Der NRW-Haushaltsentwurf sieht somit eine Zerschlagung und deutliche Reduzierung des seit knapp 30 Jahren etablierten Förderprogramms „Soziale Beratung von Geflüchteten“ (SBvG) vor. Statt 35 Millionen Euro sollen 2025 nur noch 12,9 Millionen Euro zur Verfügung stehen. „Wir befürchten, dass die Pläne die lokale Expertise und das Subsidiaritätsprinzip gefährden“, sagt der Diakonie RWL-Vorstand. „Geflüchtete müssen Zugang zu unabhängiger Beratung haben, die ihre Rechte schützt und ihnen hilft.“
Den Plänen zufolge soll auch die Asylverfahrensberatung für unbegleitete minderjährige Flüchtlinge komplett gestrichen werden. Zudem sollen einige Aufgaben zusammengestrichen werden, andere, wie im Fall der sogenannten Rückkehrberatung in den Landesunterkünften an die Zentralen Ausländerbehörden übertragen werden. „Es ist unklar, wie staatliche Institutionen unabhängige Rechtsberatung sicherstellen wollen. Das verursacht zwangsläufig Interessenskonflikte.“
MBE ist Hebel für Integration
Das Bundesprogramm „Migrationsberatung für erwachsene Zugewanderte“ (MBE) soll nur 77 Millionen Euro erhalten – etwa so viel wie 2024. „Angesichts der steigenden Kosten kommen die gleichbleibenden Mittel Kürzungen gleich“, ordnet der Diakonie RWL-Vorstand ein. „Wir bräuchten mindestens wieder die 81,5 Millionen Euro entsprechend dem Niveau von 2023, um die Migrationsberatung als wichtigen Hebel für Erwerbsintegration und Arbeitskräftesicherung zu erhalten.“
#AnkommenUnterstützen
Um die Zukunft ihrer Flüchtlings- und Migrationsarbeit zu sichern, ruft die Freie Wohlfahrtspflege vom 16. bis 20. September zur Aktionswoche Migrationsberatung auf.

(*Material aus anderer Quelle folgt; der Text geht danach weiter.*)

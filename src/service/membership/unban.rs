use palaver_core::{
	Result, implement,
	matrix::{Membership, RoomId, State, UserId},
};

use super::Service;

/// Lift a ban, returning the target to no membership at all. Requires the
/// ban power threshold; a ban cannot be lifted from oneself.
#[implement(Service)]
#[tracing::instrument(level = "debug", skip_all, fields(%sender, %room_id, %user_id))]
pub fn unban(&self, sender: &UserId, room_id: &RoomId, user_id: &UserId) -> Result<State> {
	self.membership_change(room_id, sender, user_id, Membership::None)
}
mod layers;
mod router;
mod serve;

use std::sync::Arc;

use palaver_core::{Result, Server};
use palaver_service::Services;

/// Build the service web for this server.
pub fn start(server: &Arc<Server>) -> Result<Arc<Services>> {
	let services = Services::build(server.clone())?;

	Ok(services.start())
}

/// Serve the client API until shutdown.
pub async fn run(services: &Arc<Services>) -> Result { serve::serve(services).await }

/// Tear the service web down.
pub fn stop(services: Arc<Services>) { services.stop() }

Unter dem Motto #AnkommenUnterstützen wird die Arbeit der bundesgeförderten Programme im Bereich Integration und Flucht vorgestellt: die Migrationsfachdienste Migrationsberatung für erwachsene Zugewanderte (MBE), Jugendmigrationsdienste (JMD), Asylverfahrensberatung (AVB) und Psychosoziale Zentren (PSZ).